The report and survey suggest there is widespread concern about poverty and jobs.

Asked how worried they were about a range of issues, the respondents were very or somewhat worried about:

  • lack of opportunities for young people - 69%
  • decline of the high street - 68%
  • poverty - 65%
  • impact of global warming - 62%
  • level of racism - 54%

Exactly half the respondents said they were very or somewhat worried they or someone in their family may lose their job as a result of the pandemic.

Many said they had struggled financially, as one in five said they had applied for universal credit (19%), been furloughed (19%), had their hours reduced (21%), or lost out financially because they had to self-isolate (22%).

Pandemic disproportionately effecting young people and women

The Hope Not Hate report said the survey suggested the pandemic has had a "disproportionate economic impact" on young people in Wales, with under-35s "considerably more likely to have lost hours at work, gotten into debt, dipped into their savings, been furloughed or lost out financially because they've had to self-isolate".

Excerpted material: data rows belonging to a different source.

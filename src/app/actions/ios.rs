use tracing::info;

use crate::app::actions::template::expand_template;
use crate::app::actions::{
    require_command, require_identifier, ActionEnv, ActionOutcome, ActionRequest, ActionTag,
};
use crate::app::context::ExecutionContext;
use crate::app::error::AppError;
use crate::app::exec::shell;
use crate::app::models::{Command, Device, DeviceType};

/// iOS has no counterpart for emulator flags, TalkBack, input injection or
/// logcat, so those tags have no variant here.
#[derive(Debug, Clone, PartialEq, Eq)]
pub enum IosAction {
    CopyName { device: Device },
    CopyIdentifier { device: Device, identifier: String },
    ColdBoot { device: Device },
    Delete { device: Device, confirm: bool },
    CustomCommand { device: Device, command: Command },
}

pub(super) fn build(
    device: &Device,
    request: &ActionRequest,
    trace_id: &str,
) -> Result<IosAction, AppError> {
    let device = device.clone();
    match request.tag {
        ActionTag::CopyName => Ok(IosAction::CopyName { device }),
        ActionTag::CopyIdentifier => {
            let identifier = require_identifier(&device, trace_id)?;
            Ok(IosAction::CopyIdentifier { device, identifier })
        }
        ActionTag::ColdBoot | ActionTag::Delete if device.device_type == DeviceType::Physical => {
            Err(AppError::unsupported(
                format!(
                    "{} is not available for physical device {}",
                    request.tag.name(),
                    device.name
                ),
                trace_id,
            ))
        }
        ActionTag::ColdBoot => Ok(IosAction::ColdBoot { device }),
        ActionTag::Delete => Ok(IosAction::Delete {
            device,
            confirm: !request.skip_confirmation,
        }),
        ActionTag::CustomCommand => {
            let command = require_command(&device, request, trace_id)?;
            Ok(IosAction::CustomCommand { device, command })
        }
        ActionTag::NoAudio
        | ActionTag::ToggleAccessibility
        | ActionTag::PasteClipboardText
        | ActionTag::LaunchLogStream => Err(AppError::unsupported(
            format!("{} is not supported on iOS devices", request.tag.name()),
            trace_id,
        )),
    }
}

impl IosAction {
    pub fn tag(&self) -> ActionTag {
        match self {
            IosAction::CopyName { .. } => ActionTag::CopyName,
            IosAction::CopyIdentifier { .. } => ActionTag::CopyIdentifier,
            IosAction::ColdBoot { .. } => ActionTag::ColdBoot,
            IosAction::Delete { .. } => ActionTag::Delete,
            IosAction::CustomCommand { .. } => ActionTag::CustomCommand,
        }
    }

    pub fn device(&self) -> &Device {
        match self {
            IosAction::CopyName { device }
            | IosAction::CopyIdentifier { device, .. }
            | IosAction::ColdBoot { device }
            | IosAction::Delete { device, .. }
            | IosAction::CustomCommand { device, .. } => device,
        }
    }

    pub fn requires_confirmation(&self) -> bool {
        matches!(self, IosAction::Delete { confirm: true, .. })
    }

    pub(super) fn execute(
        &self,
        env: &ActionEnv,
        ctx: ExecutionContext,
        trace_id: &str,
    ) -> Result<ActionOutcome, AppError> {
        match self {
            IosAction::CopyName { device } => {
                env.clipboard.set_text(&device.name)?;
                Ok(ActionOutcome::Copied {
                    value: device.name.clone(),
                })
            }
            IosAction::CopyIdentifier { identifier, .. } => {
                env.clipboard.set_text(identifier)?;
                Ok(ActionOutcome::Copied {
                    value: identifier.clone(),
                })
            }
            IosAction::ColdBoot { device } => {
                env.ios.launch(ctx, device, &[], trace_id)?;
                Ok(ActionOutcome::Done)
            }
            IosAction::Delete { device, .. } => {
                env.ios.delete(ctx, device, trace_id)?;
                Ok(ActionOutcome::Done)
            }
            IosAction::CustomCommand { device, command } => {
                let expanded = expand_template(&command.command, device, &env.locator, trace_id)?;
                let (program, args) = shell(&expanded);
                env.locator
                    .executor()
                    .execute(&program, &args, None, trace_id)?;
                info!(trace_id = %trace_id, command = %command.name, device = %device.name, "custom command finished");
                if command.boots_device == Some(true) {
                    env.ios.attach(ctx, device, trace_id)?;
                }
                Ok(ActionOutcome::Done)
            }
        }
    }
}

The report also suggested women were "more likely to report having felt negative impacts", including:

  • 41% of women said they had dipped into their savings, compared to 29% of male respondents
  • Almost a third (27%) of women had fallen into debt, compared to 21% of male respondents
  • Almost half (47%) had felt a deep sense of loneliness, compared with 28% of male respondents

Shavanah Taj, General Secretary of the Wales Trades Union Congress, said: "The uncomfortable reality is that our economic model in Wales was broken prior to the current crisis.

"Over the last decade we have seen a sharp increase in insecure work as well as major growth of in-work poverty.

"Households with at least one adult in paid work now make up over half of all those in poverty - undermining the idea of work as a guaranteed route to some form of economic security.

"It is therefore unsurprising to see poverty identified here as a major concern by two thirds of the population," she added.